Directed by Steven Soderbergh
Written by Ernesto 'Che' Guevara (diary), Peter Buchman, Benjamin A. van der Veen (screenplay)
Screening at FACT from 21st February 2009

Reviewed by Adam Ford

From the opening scenes of this film, it is clear that Steven Soderbergh has taken a very different approach in the second part of his Che Guevara biopic. We see Fidel Castro (Demián Bichir), reading aloud Che's last letter, explaining why he has left his position in Cuba and is seeking to train and fight with guerilla movements in other countries, to overthrow their US-backed regimes. Why? Because "in a revolution one wins or dies". Guevara sensed an isolated victory in Cuba was not enough. Soderbergh is providing the sense of motivation he neglected in Part One.
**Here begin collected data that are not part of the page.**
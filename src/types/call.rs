//! Call events evaluated by the spam rules

use chrono::NaiveDateTime;
use serde::{Deserialize, Serialize};

/// Metadata of one inbound call
#[derive(Debug, Clone, PartialEq, Serialize, Deserialize)]
pub struct CallMetadata {
    pub caller_id: String,
    pub receiver_id: String,
    /// Duration in seconds
    #[serde(default)]
    pub call_duration: u64,
    /// Local call time, e.g. "2025-01-20 10:15:00"
    pub call_timestamp: String,
}

impl CallMetadata {
    pub fn new(
        caller_id: impl Into<String>,
        receiver_id: impl Into<String>,
        call_duration: u64,
        call_timestamp: impl Into<String>,
    ) -> Self {
        Self {
            caller_id: caller_id.into(),
            receiver_id: receiver_id.into(),
            call_duration,
            call_timestamp: call_timestamp.into(),
        }
    }
}

/// A prior call as returned by a call log
#[derive(Debug, Clone, PartialEq, Eq, Serialize, Deserialize)]
pub struct CallRecord {
    pub caller_id: String,
    pub timestamp: NaiveDateTime,
}

/// Call event as received from the telephony side, optionally with a transcript
#[derive(Debug, Clone, Serialize, Deserialize)]
pub struct CallEvent {
    #[serde(flatten)]
    pub metadata: CallMetadata,
    #[serde(default)]
    pub transcript: Option<String>,
}
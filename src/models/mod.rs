//! Anomaly model, live model slot, artifact loading and score aggregation

pub mod aggregator;
pub mod anomaly;
pub mod inference;
pub mod isolation_forest;
pub mod live;
pub mod loader;

pub use aggregator::ScoreAggregator;
pub use anomaly::{AnomalyModel, AnomalyScore, ModelParams, TrainedModel};
pub use inference::{InferenceEngine, PredictionResult};
pub use live::LiveModel;
pub use loader::{ModelArtifact, ModelLoader};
A year on, and Benicio Del Toro's Che (or rather 'Ramón') arrives undercover in Bolivia. His attempts at revolution in Congo had already failed spectacularly, yet he believed he would have more success struggling against the government of René Barrientos.

Anyone who saw the first instalment might expect that they'd be in for another two hours of carefully re-enacted battle scenes, but this is not the case. Though the film progresses at a snail's pace, this turns out to be a great strength. Whereas, scene to scene, it may seem like very little is happening, small but significant events are taking place - a tired glance here, a raised word there - like pressure building up, which will explode onto the 'surface' of the plot.

The end result is a much fuller picture of what it must have been like to be involved, and a much deeper representation of the social context in which it all took place. Soderbergh makes excellent use of dilemmas that characters are confronted with. In real life, these were pivotal moments in the struggle, where people made key decisions based on ideas of material strength and weakness. Should the peasant support the guerillas who promise him better social conditions, or the government who threaten violence against him and his family? Should the Communist Party leader defy Moscow and back Guevara? Should the President call a state of emergency and announce that Guevara is leading the revolt, and risk losing popular support?

Ultimately, Guevara's army was defeated, he was executed, and his theory that a small, dedicated group of men could lead a guerilla revolution without waiting for revolutionary conditions amongst the mass of the population was dealt a deathblow. Still - even marketed by the profit system as a heroic, miraculous, Christ-like individual - Guevara continues to inspire millions around the world, who long to fight back against oppression here and now, without waiting another moment.